The unknown treasure heritage
The population of Latin America is very varied. In many nations, indigenous people make up more than half of the population, such as Guatemala and Bolivia.
To the surprise of many, in all Ibero-American countries, more than one language is spoken. In some of them, as in Colombia, about 70 languages are used, in Peru about 60, in Mexico about 50, in Bolivia about 30, in Guatemala about 20, and in Chile about 10.
The most talked about in the Latin American region today are the Nahuátl or Aztec, the Quiché (a Mayan language), Quechua, Aymara, Guarani and Mapuche.
The Nahuatl was the language used daily by the Aztecs and, before the arrival of the Spaniards, it was used as a lingua franca or common language within their empire. Today, 2 million people in Mexico, Guatemala and El Salvador speak it.

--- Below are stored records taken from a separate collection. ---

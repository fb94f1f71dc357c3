use std::time::Duration;

/// Runtime configuration, read once at startup and handed to constructors
#[derive(Debug, Clone)]
pub struct AppConfig {
    pub jwt_secret: String,
    pub service_token: String,
    pub database_url: String,
    pub host: String,
    pub port: u16,
    /// How long in-flight requests may drain after a shutdown signal
    pub shutdown_timeout: Duration,
    pub request_timeout: Duration,
}

impl AppConfig {
    pub const DEFAULT_DATABASE_URL: &'static str = "sqlite://hand.db";
    pub const DEFAULT_HOST: &'static str = "0.0.0.0";
    pub const DEFAULT_PORT: u16 = 8003;

    /// Load from process environment
    pub fn from_env() -> Result<Self, ConfigError> {
        Self::from_lookup(|key| std::env::var(key).ok())
    }

    /// Load using an arbitrary key lookup
    pub fn from_lookup<F>(lookup: F) -> Result<Self, ConfigError>
    where
        F: Fn(&str) -> Option<String>,
    {
        let require = |key: &'static str| {
            lookup(key)
                .filter(|v| !v.is_empty())
                .ok_or(ConfigError::Missing(key))
        };
        let or_default = |key: &str, default: &str| {
            lookup(key)
                .filter(|v| !v.is_empty())
                .unwrap_or_else(|| default.to_string())
        };
        let seconds = |key: &'static str, default: u64| -> Result<Duration, ConfigError> {
            match lookup(key).filter(|v| !v.is_empty()) {
                Some(v) => v
                    .parse()
                    .map(Duration::from_secs)
                    .map_err(|_| ConfigError::Invalid(key, v)),
                None => Ok(Duration::from_secs(default)),
            }
        };

        let port = match lookup("PORT").filter(|v| !v.is_empty()) {
            Some(p) => p.parse().map_err(|_| ConfigError::Invalid("PORT", p))?,
            None => Self::DEFAULT_PORT,
        };

        Ok(Self {
            jwt_secret: require("JWT_SECRET")?,
            service_token: require("SERVICE_TOKEN")?,
            database_url: or_default("DATABASE_URL", Self::DEFAULT_DATABASE_URL),
            host: or_default("HOST", Self::DEFAULT_HOST),
            port,
            shutdown_timeout: seconds("SHUTDOWN_TIMEOUT_SECS", 5)?,
            request_timeout: seconds("REQUEST_TIMEOUT_SECS", 30)?,
        })
    }

    pub fn bind_addr(&self) -> String {
        format!("{}:{}", self.host, self.port)
    }
}

#[derive(Debug, thiserror::Error)]
pub enum ConfigError {
    #[error("Missing required environment variable {0}")]
    Missing(&'static str),
    #[error("Invalid value for {0}: {1:?}")]
    Invalid(&'static str, String),
}
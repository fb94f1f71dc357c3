use std::sync::Arc;

use sqlx::SqlitePool;

use crate::infrastructure::auth::{JwtService, ServiceTokenValidator};
use crate::infrastructure::config::AppConfig;
use crate::infrastructure::database::{self, repositories::SqlitePartyRepository};

/// Application state shared across all handlers
#[derive(Clone)]
pub struct AppState {
    /// Database connection pool
    pub db: SqlitePool,

    /// JWT service for player tokens
    pub jwt_service: Arc<JwtService>,

    /// Shared-secret check for internal callers
    pub service_tokens: Arc<ServiceTokenValidator>,

    /// Party repository
    pub party_repo: Arc<SqlitePartyRepository>,
}

impl AppState {
    /// Connect, migrate and wire services from `config`
    pub async fn new(config: &AppConfig) -> anyhow::Result<Self> {
        tracing::info!("Connecting to database: {}", config.database_url);

        let db = database::connect(&config.database_url).await?;
        database::migrate(&db).await?;

        Ok(Self::from_pool(db, config))
    }

    /// Wire services around an already-migrated pool
    pub fn from_pool(db: SqlitePool, config: &AppConfig) -> Self {
        let jwt_service = Arc::new(JwtService::new(&config.jwt_secret));
        let service_tokens = Arc::new(ServiceTokenValidator::new(&config.service_token));
        let party_repo = Arc::new(SqlitePartyRepository::new(db.clone()));

        Self {
            db,
            jwt_service,
            service_tokens,
            party_repo,
        }
    }
}
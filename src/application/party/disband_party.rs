use std::sync::Arc;

use uuid::Uuid;

use crate::domain::repositories::{PartyRepository, RepositoryError};

/// Disband party input
pub struct DisbandPartyInput {
    pub account_id: Uuid,
}

/// Disband party use case
pub struct DisbandParty<P: PartyRepository> {
    party_repo: Arc<P>,
}

impl<P: PartyRepository> DisbandParty<P> {
    pub fn new(party_repo: Arc<P>) -> Self {
        Self { party_repo }
    }

    pub async fn execute(&self, input: DisbandPartyInput) -> Result<(), DisbandPartyError> {
        let membership = self
            .party_repo
            .find_membership(input.account_id)
            .await?
            .ok_or(DisbandPartyError::NotInParty)?;

        if !membership.is_owner() {
            return Err(DisbandPartyError::NotOwner);
        }

        self.party_repo.disband(membership.party_id).await?;

        tracing::info!(party_id = %membership.party_id, "Party disbanded");
        Ok(())
    }
}

#[derive(Debug, thiserror::Error)]
pub enum DisbandPartyError {
    #[error("Not in a party")]
    NotInParty,
    #[error("Only the party owner can disband")]
    NotOwner,
    #[error("Repository error: {0}")]
    Repository(#[from] RepositoryError),
}
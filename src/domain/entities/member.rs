use serde::{Deserialize, Serialize};
use uuid::Uuid;

/// Role of an account within its party
#[derive(Debug, Clone, Copy, PartialEq, Eq, Serialize, Deserialize)]
#[serde(rename_all = "lowercase")]
pub enum MemberRole {
    Owner,
    Member,
}

impl MemberRole {
    pub fn as_str(&self) -> &'static str {
        match self {
            MemberRole::Owner => "owner",
            MemberRole::Member => "member",
        }
    }

    pub fn from_str(s: &str) -> Option<Self> {
        match s {
            "owner" => Some(MemberRole::Owner),
            "member" => Some(MemberRole::Member),
            _ => None,
        }
    }
}

/// PartyMember entity - one account's membership in a party
#[derive(Debug, Clone, PartialEq, Eq, Serialize, Deserialize)]
pub struct PartyMember {
    pub party_id: Uuid,
    pub account_id: Uuid,
    pub role: MemberRole,
    /// Unix milliseconds, UTC
    pub joined_at: i64,
}

impl PartyMember {
    pub fn new(party_id: Uuid, account_id: Uuid, role: MemberRole) -> Self {
        Self {
            party_id,
            account_id,
            role,
            joined_at: chrono::Utc::now().timestamp_millis(),
        }
    }

    pub fn is_owner(&self) -> bool {
        self.role == MemberRole::Owner
    }
}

Quiché, for its part, is the best-known Maya language and is used by more than half a million people in southern Mexico, Guatemala and Honduras.
As far as South America is concerned, the most recognized and most prevalent languages today are Quechua, Aymara, Elguaran, and Mapuche.
Quechua was the official language of the Inca empire and is currently spoken from southern Colombia, through Ecuador, Peru, Bolivia and even north of Argentina, by about seven million people.
Aymara is also used in Bolivia and Peru, although for less inhabitants than Quechua (about three million) and Guaraní is spoken mainly in Paraguay.
Finally, the Mapuche is the most spoken native language of Chile. Its meaning is 'people of the earth', although those who use it prefer to call it mupudungu (earth language). This is one of the languages of the region with less speakers today, since it is estimated that half a million people speak it.
Although the official language of most Latin American countries is Spanish, some others known as 'indigenous' are also official because of the great linguistic variety that exists in the region.
Quechua and Aymara are official, along with Spanish, in Peru, Bolivia and Ecuador, but are not taught in schools. This has to do, in part, to the social reality that exists in these places, where the Indians are usually the poorest inhabitants.
However, Guarani is a separate case since it is an official language in Paraguay, in addition to Spanish, and it is taught in schools. This language, like the others in Latin America, was transmitted by oral tradition. As the Jesuit religious used it to educate and evangelize the population, it became one of the few written languages with a certain social status. Thanks to this, most Paraguayan citizens speak or understand Guarani.
As a consequence of this linguistic richness, today there are many words that were adopted from these languages. Some examples are the words like caníbal, canoa, hamaca, colibrí, iguana, cacao, coyote, chile or chocolate, words that take part of our Latino every day life.